The End is Nigh: How Goldman Sachs Triggered the Apocalypse

In case you’re wondering, that whistling sound you hear is the sky falling.  When Erin Burnett stays late to host a special report on something, you know it’s a “game-metamorphosizer”.  Why else would all bank stocks tank because a firm they’re not affiliated with was charged with non-criminal fraud in one transaction after months of SEC digging?  Why else, at this very moment, are traders in Tokyo and Hong Kong counting down the minutes to when they can sell every last security on the planet ahead of the rest of the world this weekend?  Why else would the price of gold – the ultimate refuge in times of uncertainty – be falling? 

The simple fact that the market knows is that there is no uncertainty:  Armageddon is upon us, and thus all the gold in the world has no value. 

In its infinite wisdom, the always-rational, level-headed market knows that Goldman is finished once and for all.  In fact, it’s already just a memory.  A civil case whose maximum damages, including treble damages for fraud, are $3B could easily bankrupt a firm that had only $45B in revenue last year.  Especially since there’s no chance this case will be settled without a trial for a small fraction of that amount.  Why else would the only Google search term related to GS that’s more popular than “Goldman Sachs fraud” be “Goldman Sachs careers”?  Everyone knows that the imminent liquidation will require lots of manpower and overtime.  And even if, by some miracle, GS emerges from the SEC and inevitable investor litigation without resorting to Chapter 7, no one will ever do business with them again, which will cut their revenue to $0.00, which will require them to resort to Chapter 7.

And GS deserves to be destroyed for this particular transaction.  To put their egregious behavior in the complicated CDO market in perspective, let’s break it down in terms of equities:

Let’s say a sophisticated investor – call him “Johnny the Jackal” -- tells an investment bank – call it “Dewey Goldmanthem & Howe” -- that he thinks a select group of stocks in the Russell 2000 index is a real dog.  He asks the investment bank to create a new ETF that tracks the performance of the stocks he selected so that he can short it.  The investment bank agrees, takes a fee, and unveils the newest ETF, the “Bow Wow 30” (ticker symbol: WOOF).   Now let’s say a second sophisticated investor comes along – call it “Head-Up-Our-Ass European Bank” -- and says they believe the Bow Wow 30 represents the best companies on earth, and they want to go Hail Mary long.  Even if DG&H doesn’t have a crystal ball, and even if it’s not sure which way the Bow Wow 30 is heading, it has a make-believe fiduciary duty under the pretend law to tell Head-Up-Our-Ass European Bank that there’s another investor who thinks the Bow Wow 25 is flea-ridden.  Sure, Head-Up-Our Ass has analysts, lawyers, consultants and accountants who could do their homework on the companies in the Bow Wow 30, but it’s up to DG&H to tell them Johnny the Jackal knows better than them.  That’s why every time you want to buy a security your broker sends you a list of all the people who've shorted it.  GS broke the law because it didn’t provide the short list.   

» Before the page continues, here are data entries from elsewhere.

//! # EVO Tool Configurator
//!
//! Command-line front end for tool trees: validation, pin listing, table
//! import/export and offline classification of sample values.
//!
//! # Usage
//!
//! ```bash
//! # Check a tree and its pin bindings
//! evo_tool --tree cells/press.json validate
//!
//! # Export a device table, edit it, import it back
//! evo_tool export-table --node Station/Gripper --table device --out gripper.json
//! evo_tool import-table --node Station/Gripper --table device --input gripper.json
//!
//! # Classify every node for a set of pin values
//! evo_tool classify --sample gripper.valve=1 --sample gripper.force=3.2
//! ```

#![deny(warnings)]

use clap::{Parser, Subcommand};
use evo_tool::config::{ConfigError, LogLevel, ToolConfig};
use evo_tool::consts::DEFAULT_CONFIG_FILE;
use evo_tool::pins::PinRegistry;
use evo_tool::tables::TableKind;
use evo_tool::tabular::{parse_table_text, table_text};
use evo_tool::tree::{NodeType, Tree};
use std::fmt::Write as _;
use std::path::{Path, PathBuf};
use tracing::{debug, error, info, warn, Level};
use tracing_subscriber::EnvFilter;

/// EVO Tool Configurator - tool tree and state table utility
#[derive(Parser, Debug)]
#[command(name = "evo_tool")]
#[command(author = "RTS007")]
#[command(version)]
#[command(about = "Tool tree configurator: validation, state tables and pin bindings")]
#[command(long_about = None)]
struct Args {
    /// Path to configurator.toml. A missing default file means built-in defaults.
    #[arg(short, long)]
    config: Option<PathBuf>,

    /// Tool tree JSON file. Overrides `project.tool_file`.
    #[arg(short, long)]
    tree: Option<PathBuf>,

    /// Enable verbose logging
    #[arg(short, long)]
    verbose: bool,

    /// Output logs in JSON format
    #[arg(long)]
    json: bool,

    #[command(subcommand)]
    command: Command,
}

#[derive(Subcommand, Debug, Clone, PartialEq)]
enum Command {
    /// Load the tree and check its pin bindings.
    Validate,

    /// List bound HAL pins.
    Pins,

    /// Print one of a node's tables in tabular JSON form.
    ExportTable {
        /// Node path, `/`-separated names below the tool.
        #[arg(long)]
        node: String,
        /// digital | analog | calibration | device
        #[arg(long)]
        table: TableKind,
        /// Write to a file instead of stdout.
        #[arg(long)]
        out: Option<PathBuf>,
    },

    /// Replace one of a node's tables and write the tree back.
    ImportTable {
        #[arg(long)]
        node: String,
        #[arg(long)]
        table: TableKind,
        /// Tabular JSON file.
        #[arg(long)]
        input: PathBuf,
    },

    /// Push pin values and print every I/O node and device state.
    Classify {
        /// `pin=value`, repeatable.
        #[arg(short, long = "sample", value_parser = parse_sample, action = clap::ArgAction::Append)]
        samples: Vec<(String, f64)>,
    },
}

fn main() -> Result<(), Box<dyn std::error::Error>> {
    if let Err(e) = run() {
        error!("configurator failed: {}", e);
        eprintln!("error: {e}");
        std::process::exit(1);
    }
    Ok(())
}

fn run() -> Result<(), Box<dyn std::error::Error>> {
    let args = Args::parse();
    let config = load_config(args.config.as_deref())?;

    setup_tracing(&args, config.log_level);
    info!("EVO Tool Configurator v{} starting...", env!("CARGO_PKG_VERSION"));

    let tree_path = args
        .tree
        .clone()
        .unwrap_or_else(|| config.project.tool_file.clone());
    let output = execute(&args.command, &tree_path, config.project.pretty)?;
    if !output.is_empty() {
        println!("{output}");
    }
    Ok(())
}

/// Load `configurator.toml`, falling back to defaults when the implicit
/// file is absent. An explicitly named file must exist.
fn load_config(path: Option<&Path>) -> Result<ToolConfig, ConfigError> {
    let explicit = path.is_some();
    let path = path.unwrap_or(Path::new(DEFAULT_CONFIG_FILE));
    match ToolConfig::load(path) {
        Err(ConfigError::FileNotFound(_)) if !explicit => Ok(ToolConfig::default()),
        result => result,
    }
}

fn parse_sample(text: &str) -> Result<(String, f64), String> {
    let (pin, value) = text
        .split_once('=')
        .ok_or_else(|| format!("expected pin=value, got '{text}'"))?;
    let pin = pin.trim();
    if pin.is_empty() {
        return Err(format!("empty pin name in '{text}'"));
    }
    let value = value
        .trim()
        .parse::<f64>()
        .map_err(|e| format!("bad value in '{text}': {e}"))?;
    Ok((pin.to_string(), value))
}

fn load_tree(path: &Path) -> Result<Tree, Box<dyn std::error::Error>> {
    let text = std::fs::read_to_string(path)
        .map_err(|e| format!("cannot read {}: {e}", path.display()))?;
    let tree = Tree::from_json_str(&text)?;
    debug!(path = %path.display(), nodes = tree.len(), "tree loaded");
    Ok(tree)
}

/// Run one command against the tree at `tree_path`, returning the text to
/// print.
fn execute(command: &Command, tree_path: &Path, pretty: bool) -> Result<String, Box<dyn std::error::Error>> {
    let mut tree = load_tree(tree_path)?;
    let mut out = String::new();

    match command {
        Command::Validate => {
            let registry = PinRegistry::from_tree(&tree)?;
            let devices = tree
                .iter()
                .filter(|(_, n)| n.node_type() == NodeType::Device)
                .count();
            info!(
                nodes = tree.len(),
                devices,
                pins = registry.pin_count(),
                "tree valid"
            );
            write!(
                out,
                "{}: {} nodes, {} devices, {} DI, {} DO, {} AI, {} AO, {} pins",
                tree_path.display(),
                tree.len(),
                devices,
                registry.di_count,
                registry.do_count,
                registry.ai_count,
                registry.ao_count,
                registry.pin_count(),
            )?;
        }
        Command::Pins => {
            let registry = PinRegistry::from_tree(&tree)?;
            for b in registry.pins() {
                writeln!(out, "{}\t{}\t{}\t{}", b.pin, b.direction, b.signal, b.path)?;
            }
            out.truncate(out.trim_end().len());
        }
        Command::ExportTable { node, table, out: file } => {
            let id = tree.find_by_path(node)?;
            let text = table_text(&tree.export_table(id, *table)?);
            match file {
                Some(file) => {
                    std::fs::write(file, &text)?;
                    info!(node = %node, table = %table, file = %file.display(), "table exported");
                }
                None => out = text,
            }
        }
        Command::ImportTable { node, table, input } => {
            let id = tree.find_by_path(node)?;
            let text = std::fs::read_to_string(input)
                .map_err(|e| format!("cannot read {}: {e}", input.display()))?;
            let array = parse_table_text(&text)?;
            tree.import_table(id, *table, &array)?;
            std::fs::write(tree_path, tree.to_json_string(pretty)?)?;
            info!(node = %node, table = %table, tree = %tree_path.display(), "table imported");
        }
        Command::Classify { samples } => {
            let registry = PinRegistry::from_tree(&tree)?;
            for (pin, value) in samples {
                tree.push_pin_sample(&registry, pin, *value)?;
            }
            let nodes: Vec<_> = tree
                .iter()
                .filter(|(_, n)| n.node_type().is_io() || n.node_type() == NodeType::Device)
                .map(|(id, _)| id)
                .collect();
            for id in nodes {
                let path = tree.path_of(id)?;
                match tree.read_classified(id) {
                    Ok(c) => writeln!(out, "{path}\t{}\t{}", c.state, c.display_value)?,
                    Err(e) => {
                        warn!(node = %path, error = %e, "unclassified");
                        writeln!(out, "{path}\t?\t{e}")?;
                    }
                }
            }
            out.truncate(out.trim_end().len());
        }
    }
    Ok(out)
}

/// Setup tracing subscriber based on CLI arguments.
fn setup_tracing(args: &Args, configured: LogLevel) {
    let level = if args.verbose {
        Level::DEBUG
    } else {
        Level::from(configured)
    };

    let filter = EnvFilter::from_default_env().add_directive(level.into());

    if args.json {
        tracing_subscriber::fmt()
            .with_env_filter(filter)
            .with_writer(std::io::stderr)
            .json()
            .init();
    } else {
        tracing_subscriber::fmt()
            .with_env_filter(filter)
            .with_writer(std::io::stderr)
            .init();
    }
}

In addition to being the polite thing to do, this rule serves the important public policy of dissuading potential investors from investing whenever another investor disagrees with their judgment.  The efficient functioning of the capital markets is all about no one buying when someone else wants to sell and no one selling when someone else wants to buy. 

Not that politeness, public policy or capital markets matter now that the end of days is apparently Monday.  (Unless you live in Asia, in which case it’s Sunday).  Time for everyone to get their affairs and souls in order.